Writing a value to a variable or array at a known index.
Arithmetic operations: addition, subtraction, multiplication, division.
Comparisons: checking equality or inequality of values.
Incrementing/Decrementing a value.
Function calls that perform a constant amount of work.

Loops #

The time complexity of loops is based on the number of iterations.

Single loop #

Time complexity: O(n).

for (int i = 0; i < n; i++) {
    // Constant time work (O(1)) }
}

Nested loops #

Time complexity: O(n^2) (quadratic).

for (int i = 0; i < n; i++) {     
    for (int j = 0; j < n; j++) {
        // Constant time work (O(1))
    }
}

Logarithmic loops #

Time complexity: O(log n).

while (n > 1) {     
    n = n / 2; 
}

Recursion #

The time complexity of recursion depends on the number of recursive calls and the work done at each level.

Linear recursion #

Time complexity: O(n).

void recurse(int n) {     
    if (n == 0) return;     
    recurse(n - 1); // Call for smaller problem 
}

Divide-and-conquer recursion #

Time complexity: O(n log n).

void mergeSort(int[] array, int low, int high) {
    if (low < high) {
        int mid = (low + high) / 2;
        mergeSort(array, low, mid);
        mergeSort(array, mid + 1, high);
        merge(array, low, mid, high);
    }
}

Searching #

Searching operations have different complexities depending on the algorithm and data structure used.

Linear Search #

Searching through an unsorted list requires checking every element, making it O(n).

int linearSearch(int[] arr, int target) {
    for(int i=0; i<arr.length; i++){
        if(arr[i] == target) return i;
    }
    return -1; // Not found
}

Binary Search #

Time complexity: O(log n).

int binarySearch(int[] arr, int target) {
    int left = 0, right = arr.length - 1;
    while (left <= right) {
        int mid = (left + right) / 2;
        if (arr[mid] == target) return mid;
        else if (arr[mid] < target) left = mid + 1;
        else right = mid - 1;
    }
    return -1; // Not found
}

Sorting #

Sorting algorithms are analyzed based on the number of comparisons and swaps or other operations they perform.

Bubble Sort, Selection Sort, Insertion Sort:
These algorithms have a time complexity of O(n^2) due to the nested loops used for comparisons and swaps.
Merge Sort, Quick Sort:
Efficient sorting algorithms have a time complexity of O(n log n) in the average and best cases.
Radix Sort, Counting Sort:
Non-comparative sorting algorithms can have linear time complexity O(n) under certain conditions.

Data Structures #

Array Operations #

Accessing an element by index: O(1)
Inserting at the end (in dynamic arrays like ArrayList): Amortized O(1)
Inserting or deleting at the beginning or in the middle: O(n) (since elements need to be shifted).

LinkedList Operations #

Inserting at the beginning or end: O(1) if the pointer to the first or last node is known.
Accessing an element by index: O(n) (since traversal is needed).
Inserting or deleting in the middle: O(n) (requires traversal to the position).
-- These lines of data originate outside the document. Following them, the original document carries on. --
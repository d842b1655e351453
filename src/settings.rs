//! Drawing settings
//!
//! Brush, colour and stroke-shaping parameters, stored as pretty RON under
//! the user config directory.

use std::fs;
use std::path::{Path, PathBuf};

use serde::{Serialize, Deserialize};
use tracing::info;

use crate::raster::Color;
use crate::stroke::{ImperfectLineGenerator, JitterCorrector};
use crate::undo::DEFAULT_UNDO_CAPACITY;

/// Largest brush the editor accepts
pub const MAX_BRUSH_SIZE: u32 = 64;

/// Settings file name inside the config directory
const SETTINGS_FILE: &str = "settings.ron";

/// Error type for settings load/save
#[derive(Debug, thiserror::Error)]
pub enum SettingsError {
    #[error("IO error: {0}")]
    Io(#[from] std::io::Error),
    #[error("Parse error: {0}")]
    Parse(#[from] ron::error::SpannedError),
    #[error("Serialize error: {0}")]
    Serialize(#[from] ron::Error),
    #[error("Validation error: {0}")]
    Validation(String),
}

/// Everything the canvas editor needs to know about how to draw
#[derive(Debug, Clone, PartialEq, Serialize, Deserialize)]
#[serde(default)]
pub struct DrawSettings {
    /// Brush diameter in pixels (1 = single-pixel line)
    pub brush_size: u32,
    /// Colour painted with the primary pointer button
    pub primary_color: Color,
    /// Colour painted with the secondary pointer button (erase by default)
    pub secondary_color: Color,
    pub jitter: JitterCorrector,
    pub line: ImperfectLineGenerator,
    /// Strokes kept for undo
    pub undo_capacity: usize,
    /// Draw the jitter reference polyline over the canvas
    pub show_jitter_lines: bool,
}

impl Default for DrawSettings {
    fn default() -> Self {
        Self {
            brush_size: 2,
            primary_color: Color::BLACK,
            secondary_color: Color::TRANSPARENT,
            jitter: JitterCorrector::default(),
            line: ImperfectLineGenerator::default(),
            undo_capacity: DEFAULT_UNDO_CAPACITY,
            show_jitter_lines: false,
        }
    }
}

impl DrawSettings {
    /// `<config dir>/level-canvas/settings.ron`, if the platform has one
    #[cfg(not(target_arch = "wasm32"))]
    pub fn default_path() -> Option<PathBuf> {
        dirs::config_dir().map(|dir| dir.join("level-canvas").join(SETTINGS_FILE))
    }

    #[cfg(target_arch = "wasm32")]
    pub fn default_path() -> Option<PathBuf> {
        None
    }

    /// Load and validate settings from a RON file
    pub fn load<P: AsRef<Path>>(path: P) -> Result<Self, SettingsError> {
        let path = path.as_ref();
        let contents = fs::read_to_string(path)?;
        let settings = Self::from_ron_str(&contents)?;
        info!(path = %path.display(), "loaded draw settings");
        Ok(settings)
    }

    /// Load from `path`, falling back to defaults when the file is missing
    pub fn load_or_default<P: AsRef<Path>>(path: P) -> Result<Self, SettingsError> {
        match Self::load(path) {
            Err(SettingsError::Io(e)) if e.kind() == std::io::ErrorKind::NotFound => {
                Ok(Self::default())
            }
            other => other,
        }
    }

    /// Validate and write settings as pretty RON, creating parent directories
    pub fn save<P: AsRef<Path>>(&self, path: P) -> Result<(), SettingsError> {
        let path = path.as_ref();
        let ron_string = self.to_ron_string()?;
        if let Some(parent) = path.parent() {
            fs::create_dir_all(parent)?;
        }
        fs::write(path, ron_string)?;
        info!(path = %path.display(), "saved draw settings");
        Ok(())
    }

    pub fn from_ron_str(s: &str) -> Result<Self, SettingsError> {
        let settings: DrawSettings = ron::from_str(s)?;
        settings.validate()?;
        Ok(settings)
    }

    pub fn to_ron_string(&self) -> Result<String, SettingsError> {
        self.validate()?;
        let config = ron::ser::PrettyConfig::new()
            .depth_limit(4)
            .indentor("  ".to_string());
        Ok(ron::ser::to_string_pretty(self, config)?)
    }

    /// Reject values the editor cannot draw with
    pub fn validate(&self) -> Result<(), SettingsError> {
        if self.brush_size == 0 || self.brush_size > MAX_BRUSH_SIZE {
            return Err(SettingsError::Validation(format!(
                "brush size {} outside 1..={}",
                self.brush_size, MAX_BRUSH_SIZE
            )));
        }
        if self.undo_capacity == 0 {
            return Err(SettingsError::Validation(
                "undo capacity must be at least 1".to_string(),
            ));
        }

        let jitter = &self.jitter;
        if !(jitter.sample_distance > 0.0 && jitter.sample_distance.is_finite()) {
            return Err(SettingsError::Validation(format!(
                "jitter sample distance {} must be positive",
                jitter.sample_distance
            )));
        }
        if !(jitter.max_spread >= 0.0 && jitter.max_spread.is_finite()) {
            return Err(SettingsError::Validation(format!(
                "jitter spread {} must be non-negative",
                jitter.max_spread
            )));
        }

        let line = &self.line;
        if !(line.min_force_length > 0.0 && line.min_force_length <= line.max_force_length) {
            return Err(SettingsError::Validation(format!(
                "line force length range {}..{} is invalid",
                line.min_force_length, line.max_force_length
            )));
        }
        if !(line.force_size >= 0.0 && line.force_size.is_finite()) {
            return Err(SettingsError::Validation(format!(
                "line force size {} must be non-negative",
                line.force_size
            )));
        }
        if !(line.max_size > 0.0) {
            return Err(SettingsError::Validation(format!(
                "line max size {} must be positive",
                line.max_size
            )));
        }
        Ok(())
    }
}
HashMap / HashSet Operations #

Insertion, Deletion, Lookup (on average): O(1).
Worst-case for Lookup (in case of hash collisions): O(n), but modern hash functions and rehashing techniques keep this rare.

Tree-Based Data Structures #

Binary Search Tree (BST) Operations:
- Insertion, Deletion, Lookup: O(log n) (on average) for balanced trees. In worst-case (unbalanced), O(n).
Heap Operations (Priority Queue):
- Insertion: O(log n).
- Deletion (Extract Max or Min): O(log n).
- Peek (Max or Min): O(1).

Graph Algorithms #

Breadth-First Search (BFS) and Depth-First Search (DFS):
- Time complexity is O(V + E), where V is the number of vertices and E is the number of edges.
Dijkstra’s Algorithm:
- Time complexity is O((V + E) log V) using a priority queue (like a binary heap).

Matrix Operations #

Matrix Multiplication:
The time complexity for multiplying two n x n matrices is O(n^3) using the traditional method, but it can be optimized with algorithms like Strassen’s algorithm to O(n^2.81).